This is similar to purrr::map_dfr binds by columns, not row as expected but the solutions there aren't working for me. I have a dataframe like
beta_df <- structure(list(intercept = c(-2.75747056032685, -2.90831892599742,
-2.92478082251453, -2.99701559041538, -2.88885796048347, -3.09564193631675
), B1 = c(0.0898235360814854, 0.0291839369781567, 0.0881023522236231,
0.231703026085554, 0.0441573699433149, 0.258219673780526), B2 = c(-0.222367437619057,
0.770536384299238, 0.199648657850609, 0.0529038155448773, 0.00310458335580774,
0.132604387458483), B3 = c(1.26339268033385, 1.29883641278223,
0.949504940387809, 1.26904511447941, 0.863882674439083, 0.823907268679309
), B4 = c(2.13662994525526, 1.02340744740827, 0.959079691725652,
1.60672779812489, 1.19095838867883, -0.0693120654049908)), row.names = c(NA,
-6L), class = c("tbl_df", "tbl", "data.frame"))
#> # A tibble: 6 × 5
#> intercept B1 B2 B3 B4
#> <dbl> <dbl> <dbl> <dbl> <dbl>
#> 1 -2.76 0.0898 -0.222 1.26 2.14
#> 2 -2.91 0.0292 0.771 1.30 1.02
#> 3 -2.92 0.0881 0.200 0.950 0.959
#> 4 -3.00 0.232 0.0529 1.27 1.61
#> 5 -2.89 0.0442 0.00310 0.864 1.19
#> 6 -3.10 0.258 0.133 0.824 -0.0693
I'd like to turn this into a tibble with columns for the mean, 0.025 and 0.975 quantiles. For the quantile
function this works:
beta_df %>%
map_dfr(quantile,0.025)
#> # A tibble: 5 × 1
#> `2.5%`
#> <dbl>
#> 1 -3.08
#> 2 0.0311
#> 3 -0.194
#> 4 0.829
#> 5 0.0592
And this gets me both quantiles
bind_cols(beta_df %>%
map_dfr(quantile, 0.025),
beta_df %>%
map_dfr(quantile, 0.975))
#> # A tibble: 5 × 2
#> `2.5%` `97.5%`
#> <dbl> <dbl>
#> 1 -3.08 -2.77
#> 2 0.0311 0.255
#> 3 -0.194 0.699
#> 4 0.829 1.30
#> 5 0.0592 2.07
But for mean
,
beta_df %>%
map_dfr(mean)
#> # A tibble: 1 × 5
#> intercept B1 B2 B3 B4
#> <dbl> <dbl> <dbl> <dbl> <dbl>
#> 1 -2.93 0.124 0.156 1.08 1.14
Gives me a long row rather than a column. How can I turn the mean of each column of the original dataframe into a row of a single column dataframe labelled mean?
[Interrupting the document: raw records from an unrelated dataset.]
//! Formatted terminal output for fits and catalogs.
//!
//! We keep formatting code in one place so the fitting code stays free of
//! presentation details and the golden tests below pin the exact layout.

use crate::domain::{ConstantId, ConvergenceReason, FitResult, FitStatus, PredictedLine, Transition};
use crate::report::stats::{FitStatistics, format_uncertainty};

/// Full fit report: constants, status, line list, RMS.
pub fn format_fit_report(fit: &FitResult, stats: &FitStatistics) -> String {
    let mut out = String::new();

    out.push_str("Fit Parameters:\n");
    for id in ConstantId::ALL {
        out.push_str(&format_constant(fit, id));
        out.push('\n');
    }
    out.push('\n');

    out.push_str(&format!(
        "Status: {} after {} iterations ({} lines, {} free)\n",
        status_label(fit.status),
        fit.iterations,
        fit.n_observations,
        fit.free.len()
    ));
    for w in fit.warnings() {
        out.push_str(&format!("Warning: {w}\n"));
    }
    out.push('\n');

    out.push_str("------------ LINELIST ---------\n");
    out.push_str(&format_line_list(stats));
    out.push_str(&format!("RMS Error: {:.4} kHz\n", stats.rms_khz()));

    out
}

/// One `NAME (unit): value` row. Distortion constants are shown in kHz.
fn format_constant(fit: &FitResult, id: ConstantId) -> String {
    let (unit, scale) = if id.is_distortion() { ("kHz", 1000.0) } else { ("MHz", 1.0) };
    let value = fit.value(id) * scale;
    let body = match fit.std_error(id) {
        Some(se) => format_uncertainty(value, se * scale),
        None if id.is_distortion() => format!("{value:.3}"),
        None => format!("{value:.6} (fixed)"),
    };
    format!("{} ({unit}): {body}", id.label())
}

fn status_label(status: FitStatus) -> &'static str {
    match status {
        FitStatus::Converged(ConvergenceReason::CostReduction) => "converged (cost reduction)",
        FitStatus::Converged(ConvergenceReason::StepSize) => "converged (step size)",
        FitStatus::Converged(ConvergenceReason::Gradient) => "converged (gradient)",
        FitStatus::MaxIterations => "NOT converged",
    }
}

/// Assigned lines with calculated, observed and OMC columns.
pub fn format_line_list(stats: &FitStatistics) -> String {
    let mut out = String::new();
    out.push_str(
        format!(
            "{:<8}  -->  {:<8}  {:>12} {:>12} {:>10}\n",
            "J Ka Kc", "J Ka Kc", "CALC. FREQ", "OBS. FREQ", "OMC (kHz)"
        )
        .trim_end(),
    );
    out.push('\n');

    for r in &stats.residuals {
        out.push_str(
            format!(
                "{}  {:>12.3} {:>12.3} {:>10.2}\n",
                fmt_quanta(&r.transition),
                r.calculated,
                r.observed,
                r.omc_khz
            )
            .trim_end(),
        );
        out.push('\n');
    }
    out
}

/// Predicted catalog table, one line per transition. Intensities are shown as
/// `log10` of the value relative to the strongest line.
pub fn format_catalog(lines: &[PredictedLine]) -> String {
    let mut out = String::new();
    out.push_str(
        format!(
            "{:<8}  -->  {:<8}  {:>12} {:>4} {:>12} {:>9}\n",
            "J Ka Kc", "J Ka Kc", "FREQ (MHz)", "TYPE", "E_LOW (MHz)", "LOG10(I)"
        )
        .trim_end(),
    );
    out.push('\n');

    for l in lines {
        out.push_str(
            format!(
                "{}  {:>12.3} {:>4} {:>12.3} {:>9.3}\n",
                fmt_quanta(&l.transition),
                l.frequency,
                l.dipole.label(),
                l.lower_energy,
                l.intensity.log10()
            )
            .trim_end(),
        );
        out.push('\n');
    }
    out.push_str(&format!("{} lines\n", lines.len()));
    out
}

fn fmt_quanta(t: &Transition) -> String {
    let u = t.upper;
    let l = t.lower;
    format!(
        "{:>2} {:>2} {:>2}  -->  {:>2} {:>2} {:>2}",
        u.j, u.ka, u.kc, l.j, l.ka, l.kc
    )
}
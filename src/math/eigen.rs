//! Symmetric eigensolver adapter.
//!
//! The Hamiltonian is exactly symmetric by construction, so we always go through
//! nalgebra's `SymmetricEigen` (real eigenvalues, no complex round-off) rather than a
//! general eigen-decomposition.

use nalgebra::{DMatrix, Dyn, SymmetricEigen};

use crate::error::FitError;

/// Iteration cap handed to the symmetric QR sweeps.
const MAX_SWEEPS: usize = 10_000;

/// Eigenvalues of a real symmetric matrix, sorted ascending.
pub fn sorted_eigenvalues(matrix: &DMatrix<f64>) -> Result<Vec<f64>, FitError> {
    let eig = decompose(matrix)?;
    let mut values: Vec<f64> = eig.eigenvalues.iter().copied().collect();
    values.sort_by(f64::total_cmp);
    Ok(values)
}

/// Eigenvalues sorted ascending, with the matching unit eigenvectors as columns.
pub fn sorted_eigensystem(matrix: &DMatrix<f64>) -> Result<(Vec<f64>, DMatrix<f64>), FitError> {
    let eig = decompose(matrix)?;
    let mut order: Vec<usize> = (0..eig.eigenvalues.len()).collect();
    order.sort_by(|&i, &k| eig.eigenvalues[i].total_cmp(&eig.eigenvalues[k]));

    let values = order.iter().map(|&i| eig.eigenvalues[i]).collect();
    let n = matrix.nrows();
    let vectors = DMatrix::from_fn(n, n, |row, col| eig.eigenvectors[(row, order[col])]);
    Ok((values, vectors))
}

fn decompose(matrix: &DMatrix<f64>) -> Result<SymmetricEigen<f64, Dyn>, FitError> {
    if !matrix.is_square() {
        return Err(FitError::InvalidConfig(format!(
            "eigenvalues requested for a non-square {}x{} matrix",
            matrix.nrows(),
            matrix.ncols()
        )));
    }
    if matrix.iter().any(|v| !v.is_finite()) {
        return Err(FitError::NonFiniteValue("Hamiltonian matrix element".to_string()));
    }

    SymmetricEigen::try_new(matrix.clone(), f64::EPSILON, MAX_SWEEPS).ok_or_else(|| {
        FitError::Eigen(format!(
            "symmetric eigensolver did not converge for a {}x{} matrix",
            matrix.nrows(),
            matrix.ncols()
        ))
    })
}
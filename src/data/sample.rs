//! Synthetic observed spectra.
//!
//! Observed frequencies are the predicted line positions plus independent Gaussian
//! noise. The generator is seeded so a given `(transitions, constants, noise, seed)`
//! always produces the same spectrum.

use rand::prelude::*;
use rand::rngs::StdRng;
use rand_distr::Normal;

use crate::domain::{HamiltonianConstants, Transition};
use crate::error::FitError;
use crate::predict::predict_all;

/// Noisy "observed" frequencies (MHz) for `transitions`.
///
/// `noise_khz` is the standard deviation of the added noise in kHz; zero returns the
/// exact predictions.
pub fn simulate_observations(
    transitions: &[Transition],
    constants: &HamiltonianConstants,
    noise_khz: f64,
    seed: u64,
) -> Result<Vec<f64>, FitError> {
    if !(noise_khz.is_finite() && noise_khz >= 0.0) {
        return Err(FitError::InvalidConfig(format!(
            "noise must be finite and >= 0 kHz, got {noise_khz}"
        )));
    }

    let exact = predict_all(transitions, constants)?;
    if noise_khz == 0.0 {
        return Ok(exact);
    }

    let mut rng = StdRng::seed_from_u64(seed);
    let normal = Normal::new(0.0, noise_khz / 1000.0)
        .map_err(|e| FitError::InvalidConfig(format!("noise distribution: {e}")))?;

    Ok(exact.into_iter().map(|f| f + normal.sample(&mut rng)).collect())
}

#[cfg(test)]
mod tests {
    use super::*;
    use crate::data::hexanal;

    #[test]
    fn zero_noise_returns_predictions() {
        let k = hexanal::seed_constants();
        let t = hexanal::transitions();
        let sim = simulate_observations(&t, &k, 0.0, 7).unwrap();
        assert_eq!(sim, predict_all(&t, &k).unwrap());
    }

    #[test]
    fn same_seed_same_spectrum() {
        let k = hexanal::seed_constants();
        let t = hexanal::transitions();
        let a = simulate_observations(&t, &k, 10.0, 42).unwrap();
        let b = simulate_observations(&t, &k, 10.0, 42).unwrap();
        let c = simulate_observations(&t, &k, 10.0, 43).unwrap();
        assert_eq!(a, b);
        assert_ne!(a, c);
    }

    #[test]
    fn noise_stays_within_a_few_sigma() {
        let k = hexanal::seed_constants();
        let t = hexanal::transitions();
        let exact = predict_all(&t, &k).unwrap();
        let sim = simulate_observations(&t, &k, 5.0, 1).unwrap();
        for (s, e) in sim.iter().zip(exact.iter()) {
            // 5 kHz sigma; 8 sigma is 0.04 MHz.
            assert!((s - e).abs() < 0.04, "{s} vs {e}");
        }
    }

    #[test]
    fn negative_noise_is_rejected() {
        let k = hexanal::seed_constants();
        let err = simulate_observations(&hexanal::transitions(), &k, -1.0, 0).unwrap_err();
        assert!(matches!(err, FitError::InvalidConfig(_)));
    }
}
CodePudding user response:
The reason is because the output of quantile()
is a named vector whereas for the mean()
is just a single value.
Lets create a custom function with the mean that outputs a named vector,
myMean <- function(x) {setNames(mean(x), nm = 'theMean')}
Applying that using map_dfr
we get,
library(dplyr)
beta_df %>%
purrr::map_dfr(myMean)
# A tibble: 5 x 1
theMean
<dbl>
1 -2.93
2 0.124
3 0.156
4 1.08
5 1.14